Your Memorization Priorities

Not all 104 rules are equally tested. Focus your initial memorization efforts here:

Homicide offenses are the highest priority. Nail down the elements of common law murder, first and second degree murder, voluntary and involuntary manslaughter, and felony murder with all limitations. Understand causation rules, including when intervening causes break the chain.

Property crimes are your second priority. Master the distinctions between larceny, embezzlement, larceny by trick, false pretenses, and robbery. Know what each requires regarding possession versus title.

Inchoate crimes come next. Memorize the elements of attempt and conspiracy, plus the impossibility defenses and abandonment rules. Understand Pinkerton liability.

Constitutional criminal procedure is massive but testable. Focus on Fourth Amendment warrant exceptions, Miranda requirements and exceptions, and the exclusionary rule with all its exceptions.

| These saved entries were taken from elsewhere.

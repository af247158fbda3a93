//! Session report and export functionality

use crate::scanner::{DecoderStats, ScanHistory, ScanRecord};
use chrono::{DateTime, Local};
use serde::{Deserialize, Serialize};
use std::fs::File;
use std::io::Write;
use std::path::Path;
use std::time::Instant;

/// Complete session report
#[derive(Debug, Clone, Serialize, Deserialize)]
pub struct ScanReport {
    /// Report metadata
    pub metadata: ReportMetadata,
    /// Decoder counters for the session
    pub decoder: DecoderStats,
    /// Scans still held in history, newest first
    pub scans: Vec<ScanRecord>,
}

/// Report metadata
#[derive(Debug, Clone, Serialize, Deserialize)]
pub struct ReportMetadata {
    /// Report generation timestamp
    pub generated_at: String,
    /// Application version
    pub version: String,
    /// Session duration in seconds
    pub duration_secs: f64,
    /// Scans recorded, including ones evicted from history
    pub total_scans: u64,
}

impl ScanReport {
    pub fn new(start_time: Instant, stats: &DecoderStats, history: &ScanHistory) -> Self {
        let now: DateTime<Local> = Local::now();
        Self {
            metadata: ReportMetadata {
                generated_at: now.to_rfc3339(),
                version: env!("CARGO_PKG_VERSION").to_string(),
                duration_secs: start_time.elapsed().as_secs_f64(),
                total_scans: history.total(),
            },
            decoder: *stats,
            scans: history.iter().cloned().collect(),
        }
    }

    /// Export report to JSON file
    pub fn export_json(&self, path: &Path) -> std::io::Result<()> {
        let json = self
            .to_json()
            .map_err(|e| std::io::Error::new(std::io::ErrorKind::InvalidData, e))?;
        let mut file = File::create(path)?;
        file.write_all(json.as_bytes())?;
        Ok(())
    }

    /// Export report to JSON string
    pub fn to_json(&self) -> Result<String, serde_json::Error> {
        serde_json::to_string_pretty(self)
    }
}

#[cfg(test)]
mod tests {
    use super::*;
    use crate::scanner::ScanSource;

    #[test]
    fn report_json_shape() {
        let mut history = ScanHistory::new(5);
        history.push(ScanRecord::new("7501234", ScanSource::Scanner));
        history.push(ScanRecord::new("MANUAL-1", ScanSource::Manual));
        let stats = DecoderStats {
            emitted: 1,
            rejected_length: 2,
            ..DecoderStats::default()
        };

        let report = ScanReport::new(Instant::now(), &stats, &history);
        let value: serde_json::Value =
            serde_json::from_str(&report.to_json().expect("serialize")).expect("parse");

        assert_eq!(value["metadata"]["total_scans"], 2);
        assert_eq!(value["decoder"]["rejected_length"], 2);
        assert_eq!(value["scans"][0]["code"], "MANUAL-1");
        assert_eq!(value["scans"][1]["source"], "scanner");
    }

    #[test]
    fn export_writes_file() {
        let path = std::env::temp_dir().join(format!("scan-wedge-report-{}.json", std::process::id()));
        let report = ScanReport::new(Instant::now(), &DecoderStats::default(), &ScanHistory::default());

        report.export_json(&path).expect("export");
        let contents = std::fs::read_to_string(&path).expect("read back");
        assert!(contents.contains("\"version\""));

        let _ = std::fs::remove_file(&path);
    }
}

Mental states and defenses should be studied in conjunction with the substantive crimes. You can’t apply self-defense rules without understanding what crime the defendant would otherwise have committed.

Putting It Together: The MBE Testing Pattern

The MBE doesn’t test rules in isolation. A typical Criminal Law question gives you a fact pattern, then asks what crime the defendant committed or whether evidence should be suppressed. You need to:

  1. Identify what area of law is being tested (homicide, property crime, constitutional procedure)
  2. Recall the relevant rule and its elements
  3. Apply each element to the facts systematically
  4. Eliminate wrong answers by identifying which element isn’t satisfied

Speed matters. You have roughly 1.8 minutes per question. You cannot afford to pause and try to reconstruct rule elements from memory. The elements must be instantly accessible.

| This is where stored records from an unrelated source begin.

//! Scan Wedge - barcode scanner decoding from keyboard input
//!
//! `tui` runs the interactive front-end, `listen` decodes scans from input
//! devices and prints them, `simulate` types a code like a scanner would.

use anyhow::{Context, Result};
use clap::{Parser, Subcommand, ValueEnum};
use crossterm::{
    event::{self, Event},
    execute,
    terminal::{disable_raw_mode, enable_raw_mode, EnterAlternateScreen, LeaveAlternateScreen},
};
use log::{info, warn};
use ratatui::{
    backend::{Backend, CrosstermBackend},
    layout::{Constraint, Direction, Layout},
    Frame, Terminal,
};
use std::fs::OpenOptions;
use std::io::{self, stdout, Write};
use std::path::PathBuf;
use std::sync::atomic::{AtomicBool, Ordering};
use std::sync::{mpsc, Arc};
use std::thread;
use std::time::{Duration, Instant};

use scan_wedge::{
    config::{self, Config, ListenerConfig},
    keyboard::{KeyEvent, KeyboardListener, KeystrokeTranslator},
    scanner::{BarcodeDecoder, NoFocus, ScanRecord, ScanSource},
    simulate::{ScanSimulator, DEFAULT_KEY_DELAY},
    ui::{App, AppState, AppView, EntryField, HelpPanel, HistoryPanel, StatusBar, ThemeColors},
};

#[cfg(target_os = "linux")]
use scan_wedge::keyboard::{evdev_status, EvdevListener};

#[derive(Parser)]
#[command(name = "scan-wedge", version, about = "Keyboard-wedge barcode scanner decoder")]
struct Cli {
    /// Config file to use instead of the platform default
    #[arg(long, global = true)]
    config: Option<PathBuf>,

    #[command(subcommand)]
    command: Option<Command>,
}

#[derive(Subcommand)]
enum Command {
    /// Interactive terminal front-end (default)
    Tui,
    /// Decode scans from input devices and print one per line
    Listen {
        /// evdev device to read, e.g. /dev/input/by-id/usb-...-event-kbd
        #[arg(long)]
        device: Option<PathBuf>,
        /// Grab the device so scans don't reach other applications
        #[arg(long)]
        grab: bool,
        #[arg(long, value_enum, default_value_t = OutputFormat::Text)]
        format: OutputFormat,
    },
    /// List keyboard devices the listener can open
    Devices,
    /// Type a code followed by Enter at scanner speed
    Simulate {
        code: String,
        /// Delay between keystrokes in milliseconds
        #[arg(long, default_value_t = DEFAULT_KEY_DELAY.as_millis() as u64)]
        delay_ms: u64,
    },
}

#[derive(Debug, Clone, Copy, PartialEq, Eq, ValueEnum)]
enum OutputFormat {
    Text,
    Json,
}

fn main() -> Result<()> {
    let cli = Cli::parse();
    let config = load_config(cli.config.as_ref())?;

    match cli.command.unwrap_or(Command::Tui) {
        Command::Tui => {
            init_file_logging();
            run_tui(config)
        }
        Command::Listen { device, grab, format } => {
            init_stderr_logging();
            let mut config = config;
            if device.is_some() {
                config.listener.device = device;
            }
            config.listener.grab |= grab;
            run_listener(&config, format)
        }
        Command::Devices => {
            init_stderr_logging();
            list_devices();
            Ok(())
        }
        Command::Simulate { code, delay_ms } => {
            init_stderr_logging();
            let mut simulator = ScanSimulator::new(Duration::from_millis(delay_ms))?;
            simulator.send(&code)
        }
    }
}

fn load_config(path: Option<&PathBuf>) -> Result<Config> {
    match path {
        Some(path) => Config::load_from(path)
            .with_context(|| format!("Failed to load config from {}", path.display())),
        None => Config::load().context("Failed to load config"),
    }
}

fn init_stderr_logging() {
    env_logger::Builder::from_env(env_logger::Env::default().default_filter_or("info")).init();
}

/// The TUI owns the terminal, so logs go to a file in the data directory
fn init_file_logging() {
    let file = config::data_dir().ok().and_then(|dir| {
        OpenOptions::new()
            .create(true)
            .append(true)
            .open(dir.join("scan-wedge.log"))
            .ok()
    });
    if let Some(file) = file {
        env_logger::Builder::from_env(env_logger::Env::default().default_filter_or("info"))
            .target(env_logger::Target::Pipe(Box::new(file)))
            .init();
    }
}

fn run_tui(config: Config) -> Result<()> {
    // Setup terminal
    enable_raw_mode()?;
    let mut stdout = stdout();
    execute!(stdout, EnterAlternateScreen)?;
    let backend = CrosstermBackend::new(stdout);
    let mut terminal = Terminal::new(backend)?;

    let mut app = App::new(config);
    let result = run_app(&mut terminal, &mut app);

    // Cleanup terminal even when the loop failed
    disable_raw_mode()?;
    execute!(terminal.backend_mut(), LeaveAlternateScreen)?;
    terminal.show_cursor()?;

    result?;
    println!("\nScan Wedge session complete.");
    println!("Scans recorded: {}", app.history.total());
    println!("Session duration: {}", app.elapsed_formatted());
    Ok(())
}

fn run_app<B: Backend>(terminal: &mut Terminal<B>, app: &mut App) -> Result<()> {
    let tick_rate = app.config.refresh_interval();
    let colors = ThemeColors::from_theme(app.config.ui.theme);

    loop {
        app.tick(Instant::now());
        terminal.draw(|frame| draw(frame, app, colors))?;

        // Drain everything queued so a scanner burst keeps its real spacing
        let mut timeout = app.poll_timeout(tick_rate, Instant::now());
        while event::poll(timeout)? {
            if let Event::Key(key) = event::read()? {
                app.handle_key(&key, Instant::now());
            }
            timeout = Duration::ZERO;
        }

        if app.state == AppState::Quitting {
            return Ok(());
        }
    }
}

fn draw(frame: &mut Frame, app: &App, colors: ThemeColors) {
    let chunks = Layout::default()
        .direction(Direction::Vertical)
        .constraints([
            Constraint::Min(5),    // History / help
            Constraint::Length(3), // Manual entry
            Constraint::Length(1), // Status bar
        ])
        .split(frame.area());

    match app.view {
        AppView::Help => frame.render_widget(HelpPanel::new(colors), chunks[0]),
        AppView::Scans => frame.render_widget(HistoryPanel::new(&app.history, colors), chunks[0]),
    }

    frame.render_widget(EntryField::new(&app.entry, app.entry_focused(), colors), chunks[1]);

    let stats = app.decoder.stats();
    let elapsed = app.elapsed_formatted();
    let enabled = app.decoder.is_enabled();
    let status = StatusBar::new(enabled, app.decoder.is_scanning(), &elapsed, colors)
        .counts(stats.emitted, stats.rejected_length + stats.abandoned)
        .message(app.get_status());
    frame.render_widget(status, chunks[2]);
}

/// Where the headless listener gets key events from
enum InputSource {
    #[cfg(target_os = "linux")]
    Evdev(EvdevListener),
    Polling(KeyboardListener),
}

impl InputSource {
    fn open(listener: &ListenerConfig, event_tx: mpsc::Sender<KeyEvent>) -> Result<Self> {
        #[cfg(target_os = "linux")]
        {
            let opened = match &listener.device {
                Some(path) => EvdevListener::open_device(path, listener.grab, event_tx.clone()),
                None => EvdevListener::open_all(event_tx.clone()),
            };
            match opened {
                Ok(evdev) => return Ok(Self::Evdev(evdev)),
                // An explicitly chosen device must not silently fall back
                Err(e) if listener.device.is_some() => return Err(e.into()),
                Err(e) => warn!("evdev unavailable ({}), falling back to polling", e),
            }
        }

        if listener.device.is_some() || listener.grab {
            warn!("device selection and grab need evdev; listening to all keyboards");
        }
        Ok(Self::Polling(KeyboardListener::new(event_tx)))
    }

    fn poll(&mut self) -> usize {
        match self {
            #[cfg(target_os = "linux")]
            Self::Evdev(evdev) => evdev.poll(),
            Self::Polling(listener) => listener.poll(),
        }
    }
}

fn run_listener(config: &Config, format: OutputFormat) -> Result<()> {
    let running = Arc::new(AtomicBool::new(true));
    {
        let running = Arc::clone(&running);
        ctrlc::set_handler(move || running.store(false, Ordering::SeqCst))
            .context("Failed to install ctrl-c handler")?;
    }

    let (event_tx, event_rx) = mpsc::channel::<KeyEvent>();
    let mut source = InputSource::open(&config.listener, event_tx)?;

    let (scan_tx, scan_rx) = mpsc::channel::<String>();
    let mut decoder = BarcodeDecoder::new(config.scanner.options(), NoFocus, move |code| {
        let _ = scan_tx.send(code.to_string());
    });
    let mut translator = KeystrokeTranslator::new();
    let poll_interval = config.listener.poll_interval();
    let mut out = io::stdout().lock();

    info!("listening for scans, ctrl-c to stop");
    while running.load(Ordering::SeqCst) {
        source.poll();
        while let Ok(event) = event_rx.try_recv() {
            if let Some(keystroke) = translator.translate(&event) {
                decoder.handle_key(keystroke, event.timestamp);
            }
        }
        decoder.poll(Instant::now());

        while let Ok(code) = scan_rx.try_recv() {
            info!("scan: {}", code);
            write_scan(&mut out, &code, format)?;
        }
        thread::sleep(poll_interval);
    }

    let stats = decoder.stats();
    info!(
        "stopped: {} scans, {} rejected by length, {} abandoned",
        stats.emitted, stats.rejected_length, stats.abandoned
    );
    Ok(())
}

fn write_scan(out: &mut impl Write, code: &str, format: OutputFormat) -> Result<()> {
    match format {
        OutputFormat::Text => writeln!(out, "{}", code)?,
        OutputFormat::Json => {
            let record = ScanRecord::new(code, ScanSource::Scanner);
            writeln!(out, "{}", serde_json::to_string(&record)?)?;
        }
    }
    out.flush()?;
    Ok(())
}

fn list_devices() {
    #[cfg(target_os = "linux")]
    println!("{}", evdev_status());

    #[cfg(not(target_os = "linux"))]
    println!("Device listing needs evdev (Linux); the polling listener reads all keyboards");
}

This criminal law MBE prep strategy requires repetition. The first time you test yourself on the elements of voluntary manslaughter, you’ll struggle. The tenth time, you’ll recall them instantly. The twentieth time, you’ll be able to apply them to a complex fact pattern in under two minutes.

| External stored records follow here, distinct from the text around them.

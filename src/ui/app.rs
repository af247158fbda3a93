//! Main application state and logic

use crate::config::Config;
use crate::keyboard::keystroke_from_terminal;
use crate::report::ScanReport;
use crate::scanner::{
    BarcodeDecoder, FocusCell, FocusTarget, ScanHistory, ScanRecord, ScanSource,
};
use crossterm::event::{KeyCode, KeyEvent, KeyEventKind, KeyModifiers};
use log::info;
use std::path::Path;
use std::sync::mpsc;
use std::time::{Duration, Instant};

/// Current view in the application
#[derive(Debug, Clone, Copy, PartialEq, Eq)]
pub enum AppView {
    Scans,
    Help,
}

impl AppView {
    pub fn name(&self) -> &'static str {
        match self {
            Self::Scans => "Scans",
            Self::Help => "Help",
        }
    }
}

/// Application running state
#[derive(Debug, Clone, Copy, PartialEq, Eq)]
pub enum AppState {
    Running,
    Quitting,
}

/// Main application.
///
/// Terminal key events reach the decoder before anything else. Keys the
/// decoder passes through drive the manual entry field when it has focus,
/// and the application controls otherwise.
pub struct App {
    /// Current view
    pub view: AppView,
    /// Application state
    pub state: AppState,
    /// Configuration
    pub config: Config,
    /// Scan decoder fed with every terminal keypress
    pub decoder: BarcodeDecoder<FocusCell>,
    /// Completed scans, newest first
    pub history: ScanHistory,
    /// Manual entry field contents
    pub entry: String,
    /// Application start time
    pub start_time: Instant,
    focus: FocusCell,
    scan_rx: mpsc::Receiver<String>,
    status_message: Option<String>,
    status_time: Option<Instant>,
}

impl App {
    pub fn new(config: Config) -> Self {
        let focus = FocusCell::new();
        let (scan_tx, scan_rx) = mpsc::channel();
        let decoder = BarcodeDecoder::new(config.scanner.options(), focus.clone(), move |code| {
            let _ = scan_tx.send(code.to_string());
        });

        Self {
            view: AppView::Scans,
            state: AppState::Running,
            history: ScanHistory::new(config.ui.history_len),
            config,
            decoder,
            entry: String::new(),
            start_time: Instant::now(),
            focus,
            scan_rx,
            status_message: None,
            status_time: None,
        }
    }

    /// Route one terminal key event observed at `now`
    pub fn handle_key(&mut self, key: &KeyEvent, now: Instant) {
        if key.kind == KeyEventKind::Release {
            return;
        }

        let consumed = self.decoder.handle_key(keystroke_from_terminal(key), now).is_consumed();
        self.collect_scans();
        if consumed {
            return;
        }

        if key.modifiers.contains(KeyModifiers::CONTROL) && key.code == KeyCode::Char('c') {
            self.quit();
        } else if self.entry_focused() {
            self.handle_entry_key(key);
        } else {
            self.handle_control_key(key);
        }
    }

    /// Fire decoder timeouts and pick up finished scans
    pub fn tick(&mut self, now: Instant) {
        self.decoder.poll(now);
        self.collect_scans();
    }

    /// How long the event loop may block before the next `tick` is due
    pub fn poll_timeout(&self, tick_rate: Duration, now: Instant) -> Duration {
        match self.decoder.next_deadline() {
            // One extra millisecond so the deadline has strictly passed
            Some(deadline) => {
                let until = deadline.saturating_duration_since(now) + Duration::from_millis(1);
                tick_rate.min(until)
            }
            None => tick_rate,
        }
    }

    fn handle_entry_key(&mut self, key: &KeyEvent) {
        match key.code {
            KeyCode::Char(c) => self.entry.push(c),
            KeyCode::Backspace => {
                self.entry.pop();
            }
            KeyCode::Enter => self.submit_entry(),
            KeyCode::Esc | KeyCode::Tab => self.set_entry_focus(false),
            _ => {}
        }
    }

    fn handle_control_key(&mut self, key: &KeyEvent) {
        let ctrl = key.modifiers.contains(KeyModifiers::CONTROL);
        match key.code {
            KeyCode::Esc => self.quit(),
            KeyCode::Tab => self.set_entry_focus(true),
            KeyCode::F(1) => self.toggle_help(),
            KeyCode::F(2) => self.toggle_decoder(),
            KeyCode::F(5) => {
                let filename = format!(
                    "scan_report_{}.json",
                    chrono::Local::now().format("%Y%m%d_%H%M%S")
                );
                if let Err(e) = self.export_report(&filename) {
                    self.set_status(format!("Export failed: {}", e));
                }
            }
            KeyCode::Char('l') if ctrl => self.clear_history(),
            KeyCode::Char('r') if ctrl => {
                self.decoder.reset_stats();
                self.set_status("Counters reset".to_string());
            }
            _ => {}
        }
    }

    fn submit_entry(&mut self) {
        let code = self.entry.trim().to_string();
        self.entry.clear();
        if code.is_empty() {
            return;
        }
        info!("manual entry: {}", code);
        self.set_status(format!("Entered {}", code));
        self.history.push(ScanRecord::new(code, ScanSource::Manual));
    }

    fn collect_scans(&mut self) {
        while let Ok(code) = self.scan_rx.try_recv() {
            info!("scan: {}", code);
            self.set_status(format!("Scanned {}", code));
            self.history.push(ScanRecord::new(code, ScanSource::Scanner));
        }
    }

    pub fn entry_focused(&self) -> bool {
        self.focus.get() == FocusTarget::Input
    }

    /// Move focus into or out of the manual entry field
    pub fn set_entry_focus(&mut self, focused: bool) {
        self.focus.set(if focused { FocusTarget::Input } else { FocusTarget::None });
    }

    pub fn toggle_decoder(&mut self) {
        let enabled = !self.decoder.is_enabled();
        self.decoder.set_enabled(enabled);
        self.set_status(if enabled { "Scanner enabled" } else { "Scanner disabled" }.to_string());
    }

    pub fn toggle_help(&mut self) {
        self.view = match self.view {
            AppView::Scans => AppView::Help,
            AppView::Help => AppView::Scans,
        };
    }

    pub fn clear_history(&mut self) {
        self.history.clear();
        self.set_status("History cleared".to_string());
    }

    /// Request quit
    pub fn quit(&mut self) {
        self.state = AppState::Quitting;
    }

    /// Set a status message
    pub fn set_status(&mut self, message: String) {
        self.status_message = Some(message);
        self.status_time = Some(Instant::now());
    }

    /// Get status message if still valid (within 3 seconds)
    pub fn get_status(&self) -> Option<&str> {
        match (&self.status_message, self.status_time) {
            (Some(msg), Some(time)) if time.elapsed().as_secs() < 3 => Some(msg),
            _ => None,
        }
    }

    /// Get elapsed time formatted
    pub fn elapsed_formatted(&self) -> String {
        let secs = self.start_time.elapsed().as_secs();
        format!("{:02}:{:02}", secs / 60, secs % 60)
    }

    pub fn generate_report(&self) -> ScanReport {
        ScanReport::new(self.start_time, self.decoder.stats(), &self.history)
    }

    /// Export session report to JSON file
    pub fn export_report(&mut self, filename: &str) -> Result<String, std::io::Error> {
        let report = self.generate_report();
        report.export_json(Path::new(filename))?;
        let msg = format!("Exported to {}", filename);
        info!("{}", msg);
        self.set_status(msg.clone());
        Ok(msg)
    }
}

impl Default for App {
    fn default() -> Self {
        Self::new(Config::default())
    }
}

#[cfg(test)]
mod tests {
    use super::*;

    fn key(code: KeyCode) -> KeyEvent {
        KeyEvent::new(code, KeyModifiers::NONE)
    }

    fn type_burst(app: &mut App, text: &str, start: Instant) -> Instant {
        let mut at = start;
        for c in text.chars() {
            app.handle_key(&key(KeyCode::Char(c)), at);
            at += Duration::from_millis(10);
        }
        at
    }

    #[test]
    fn scanner_burst_lands_in_history() {
        let mut app = App::default();
        let start = Instant::now();

        let at = type_burst(&mut app, "7501234", start);
        app.handle_key(&key(KeyCode::Enter), at);

        let latest = app.history.latest().expect("scan recorded");
        assert_eq!(latest.code, "7501234");
        assert_eq!(latest.source, ScanSource::Scanner);
    }

    #[test]
    fn consumed_keys_do_not_trigger_controls() {
        let mut app = App::default();
        let start = Instant::now();

        // Plain chars belong to the decoder, so nothing here may quit
        let at = type_burst(&mut app, "q?x", start);
        assert_eq!(app.state, AppState::Running);
        assert!(app.decoder.is_scanning());

        app.tick(at + Duration::from_millis(200));
        assert!(!app.decoder.is_scanning());
        assert!(app.history.is_empty());
    }

    #[test]
    fn entry_field_keeps_typing_away_from_decoder() {
        let mut app = App::default();
        let start = Instant::now();

        app.handle_key(&key(KeyCode::Tab), start);
        assert!(app.entry_focused());

        let at = type_burst(&mut app, "ABC-42", start);
        assert_eq!(app.entry, "ABC-42");
        assert!(!app.decoder.is_scanning());

        app.handle_key(&key(KeyCode::Enter), at);
        assert!(app.entry.is_empty());
        let latest = app.history.latest().expect("manual record");
        assert_eq!(latest.code, "ABC-42");
        assert_eq!(latest.source, ScanSource::Manual);

        app.handle_key(&key(KeyCode::Esc), at);
        assert!(!app.entry_focused());
        assert_eq!(app.state, AppState::Running);
    }

    #[test]
    fn entry_backspace_and_blank_submit() {
        let mut app = App::default();
        let now = Instant::now();

        app.set_entry_focus(true);
        app.handle_key(&key(KeyCode::Char(' ')), now);
        app.handle_key(&key(KeyCode::Char('x')), now);
        app.handle_key(&key(KeyCode::Backspace), now);
        app.handle_key(&key(KeyCode::Enter), now);

        assert!(app.history.is_empty());
    }

    #[test]
    fn disabled_decoder_lets_keys_through() {
        let mut app = App::default();
        let start = Instant::now();

        app.handle_key(&key(KeyCode::F(2)), start);
        assert!(!app.decoder.is_enabled());

        let at = type_burst(&mut app, "123456", start);
        app.handle_key(&key(KeyCode::Enter), at);
        assert!(app.history.is_empty());
        assert!(!app.decoder.is_scanning());
    }

    #[test]
    fn escape_and_ctrl_c_quit() {
        let mut app = App::default();
        app.handle_key(&key(KeyCode::Esc), Instant::now());
        assert_eq!(app.state, AppState::Quitting);

        let mut app = App::default();
        let ctrl_c = KeyEvent::new(KeyCode::Char('c'), KeyModifiers::CONTROL);
        app.set_entry_focus(true);
        app.handle_key(&ctrl_c, Instant::now());
        assert_eq!(app.state, AppState::Quitting);
    }

    #[test]
    fn help_toggles() {
        let mut app = App::default();
        app.handle_key(&key(KeyCode::F(1)), Instant::now());
        assert_eq!(app.view, AppView::Help);
        app.handle_key(&key(KeyCode::F(1)), Instant::now());
        assert_eq!(app.view, AppView::Scans);
    }

    #[test]
    fn poll_timeout_tracks_pending_deadline() {
        let mut app = App::default();
        let start = Instant::now();
        let tick = Duration::from_millis(500);

        assert_eq!(app.poll_timeout(tick, start), tick);

        app.handle_key(&key(KeyCode::Char('9')), start);
        assert_eq!(app.poll_timeout(tick, start), Duration::from_millis(101));
    }

    #[test]
    fn clear_history_via_ctrl_l() {
        let mut app = App::default();
        let start = Instant::now();
        let at = type_burst(&mut app, "ABCDEF", start);
        app.handle_key(&key(KeyCode::Enter), at);
        assert_eq!(app.history.len(), 1);

        let ctrl_l = KeyEvent::new(KeyCode::Char('l'), KeyModifiers::CONTROL);
        app.handle_key(&ctrl_l, at);
        assert!(app.history.is_empty());
    }
}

Final Takeaways for Your Criminal Law Study Plan

Start by organizing the subject into the four major areas: homicide, other crimes, inchoate crimes, and criminal procedure. Master the homicide rules first—they’re the most heavily tested and the most confusing.

For property crimes, focus on the distinctions between similar offenses. Create a mental flowchart: Did the defendant have lawful possession initially? If yes, embezzlement. If no, was title transferred? If yes, false pretenses. If only possession, larceny by trick.

For inchoate crimes, memorize the elements of attempt and conspiracy separately, then learn how they interact with substantive offenses.

For criminal procedure, organize by constitutional amendment. Fourth Amendment issues involve searches and seizures. Fifth Amendment issues involve self-incrimination and Miranda. Sixth Amendment issues involve right to counsel.

Mental states and defenses cut across everything. Make sure you can identify whether a crime requires specific intent, general intent, malice, or strict liability—that determines which defenses apply.

The difference between passing and failing Criminal Law questions often comes down to whether you’ve memorized the precise elements. The MBE doesn’t reward general understanding. It rewards the ability to recall that adequate provocation requires four specific elements, or that felony murder has four specific limitations, or that Miranda requires both custody and interrogation.

If you want all 104 Criminal Law and Procedure rules organized for systematic memorization, FlashTables structures them in a format designed for active recall testing. You can find the complete Criminal Law & Procedure tables at getflashtables.com, either as an individual subject or as part of the Complete MBE Bundle covering all seven subjects.

Focus your energy on memorization first, then practice application. You cannot apply rules you haven’t memorized. Once the elements are locked in, MBE questions become pattern recognition exercises rather than memory scrambles.